//! The facade the engine talks to.
//!
//! [`SecretsService`] owns the filter and the encrypted store, and exposes
//! the three pipeline entry points: filtering on ingress, decapsulation on
//! egress, and the agent tool surface (`recall_secret`, `update_filter`,
//! `list_secrets`).

use std::path::Path;

use serde_json::Value;
use tokio::sync::RwLock;
use tracing::instrument;
use uuid::Uuid;

use crate::decapsulate::{DecapsulationReport, decapsulate_value};
use crate::encryption::SecretCipher;
use crate::filter::{FilterConfig, FilterError, FilterStats, SecretsFilter, UpdateFilterOp};
use crate::patterns::Sensitivity;
use crate::store::{SecretReference, SecretsStore, StoreError};

// ── Errors ─────────────────────────────────────────────────────────────

/// Errors surfaced by the service facade.
#[derive(Debug, thiserror::Error)]
pub enum ServiceError {
    /// Store-level failure (database, crypto, rate limit).
    #[error(transparent)]
    Store(#[from] StoreError),

    /// Filter configuration failure.
    #[error(transparent)]
    Filter(#[from] FilterError),
}

// ── Results ────────────────────────────────────────────────────────────

/// Result of a `recall_secret` tool call.
#[derive(Debug, Clone)]
pub struct SecretRecallResult {
    /// Reference metadata for the secret.
    pub reference: SecretReference,
    /// Plaintext, present only when decryption was requested and allowed.
    pub value: Option<String>,
}

// ── SecretsService ─────────────────────────────────────────────────────

/// Filter + store under one roof, with interior mutability on the filter
/// so `update_filter` can run while the pipeline holds the service.
pub struct SecretsService {
    filter: RwLock<SecretsFilter>,
    store: SecretsStore,
}

impl std::fmt::Debug for SecretsService {
    fn fmt(&self, f: &mut std::fmt::Formatter<'_>) -> std::fmt::Result {
        f.debug_struct("SecretsService").finish_non_exhaustive()
    }
}

impl SecretsService {
    /// Open the service over the secrets database at `path` with the
    /// default filter configuration.
    ///
    /// # Errors
    ///
    /// Returns [`ServiceError`] if the database cannot be opened or a
    /// builtin pattern fails to compile.
    pub async fn open(path: &Path, cipher: SecretCipher) -> Result<Self, ServiceError> {
        let filter = SecretsFilter::with_defaults()?;
        let store = SecretsStore::open(path, cipher).await?;
        Ok(Self {
            filter: RwLock::new(filter),
            store,
        })
    }

    /// Open with an explicit filter configuration.
    ///
    /// # Errors
    ///
    /// Returns [`ServiceError`] if the database cannot be opened or a
    /// configured pattern fails to compile.
    pub async fn open_with_config(
        path: &Path,
        cipher: SecretCipher,
        config: FilterConfig,
    ) -> Result<Self, ServiceError> {
        let filter = SecretsFilter::new(config)?;
        let store = SecretsStore::open(path, cipher).await?;
        Ok(Self {
            filter: RwLock::new(filter),
            store,
        })
    }

    /// Direct access to the underlying store (decapsulation, diagnostics).
    #[must_use]
    pub fn store(&self) -> &SecretsStore {
        &self.store
    }

    /// Filter inbound text: detect secrets, encrypt and persist each, and
    /// return the text with reference tokens substituted plus the safe
    /// references for context.
    ///
    /// # Errors
    ///
    /// Returns [`ServiceError::Store`] if a detected secret cannot be
    /// persisted; the original text is not returned in that case.
    #[instrument(skip(self, text), fields(context = context_hint))]
    pub async fn filter_incoming(
        &self,
        text: &str,
        context_hint: &str,
        source_message_id: Option<&str>,
    ) -> Result<(String, Vec<SecretReference>), ServiceError> {
        let (filtered, detected) = {
            let filter = self.filter.read().await;
            filter.filter_text(text, context_hint)
        };

        let mut references = Vec::with_capacity(detected.len());
        for secret in &detected {
            let record = self.store.store_secret(secret, source_message_id).await?;
            references.push(SecretReference {
                uuid: record.secret_uuid,
                description: record.description,
                context_hint: record.context_hint,
                sensitivity: record.sensitivity,
                detected_pattern: record.detected_pattern,
                auto_decapsulate_actions: record.auto_decapsulate_for_actions,
                created_at: record.created_at,
                last_accessed: record.last_accessed,
            });
        }

        Ok((filtered, references))
    }

    /// Decapsulate permitted references inside outbound action parameters.
    ///
    /// # Errors
    ///
    /// Returns [`ServiceError::Store`] on rate limiting or database
    /// failures; callers must discard the (possibly partially substituted)
    /// parameters on error.
    pub async fn decapsulate_parameters(
        &self,
        params: &mut Value,
        action: &str,
        accessor: &str,
    ) -> Result<DecapsulationReport, ServiceError> {
        Ok(decapsulate_value(params, action, accessor, &self.store).await?)
    }

    /// The agent's `recall_secret` tool: fetch metadata and, when asked,
    /// the plaintext. Every call is rate limited and access logged.
    ///
    /// # Errors
    ///
    /// Returns [`ServiceError::Store`] on rate limiting, a missing secret
    /// is reported as `Ok(None)`.
    #[instrument(skip(self), fields(secret_uuid = %secret_uuid))]
    pub async fn recall_secret(
        &self,
        secret_uuid: Uuid,
        purpose: &str,
        accessor: &str,
        decrypt: bool,
    ) -> Result<Option<SecretRecallResult>, ServiceError> {
        let Some(record) = self
            .store
            .retrieve(secret_uuid, accessor, purpose, decrypt)
            .await?
        else {
            return Ok(None);
        };

        let value = if decrypt {
            Some(self.store.decrypt_value(&record).await?)
        } else {
            None
        };

        Ok(Some(SecretRecallResult {
            reference: SecretReference {
                uuid: record.secret_uuid,
                description: record.description,
                context_hint: record.context_hint,
                sensitivity: record.sensitivity,
                detected_pattern: record.detected_pattern,
                auto_decapsulate_actions: record.auto_decapsulate_for_actions,
                created_at: record.created_at,
                last_accessed: record.last_accessed,
            },
            value,
        }))
    }

    /// The agent's `update_filter` tool.
    ///
    /// # Errors
    ///
    /// Returns [`ServiceError::Filter`] on invalid patterns or unknown
    /// names; the previous configuration stays active.
    pub async fn update_filter(&self, op: UpdateFilterOp) -> Result<FilterStats, ServiceError> {
        let mut filter = self.filter.write().await;
        filter.apply(op)?;
        Ok(filter.stats())
    }

    /// The agent's `list_secrets` tool: metadata-only references.
    ///
    /// # Errors
    ///
    /// Returns [`ServiceError::Store`] on a database failure.
    pub async fn list_secrets(
        &self,
        sensitivity: Option<Sensitivity>,
    ) -> Result<Vec<SecretReference>, ServiceError> {
        Ok(self.store.list(sensitivity, None).await?)
    }

    /// Rotate the master key, re-encrypting every stored secret.
    ///
    /// # Errors
    ///
    /// Returns [`ServiceError::Store`] if any row fails; no row is mutated
    /// and the current key stays active.
    pub async fn rotate_master_key(&self, new_key: &[u8]) -> Result<usize, ServiceError> {
        Ok(self.store.reencrypt_all(new_key).await?)
    }

    /// Current filter statistics.
    pub async fn filter_stats(&self) -> FilterStats {
        self.filter.read().await.stats()
    }
}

*DESCRIPTION OF THE TASK*:
When the word "compile" turns up on a line of the material above, copy that line.

*ANSWER BOX*:
    /// builtin pattern fails to compile.
    /// configured pattern fails to compile.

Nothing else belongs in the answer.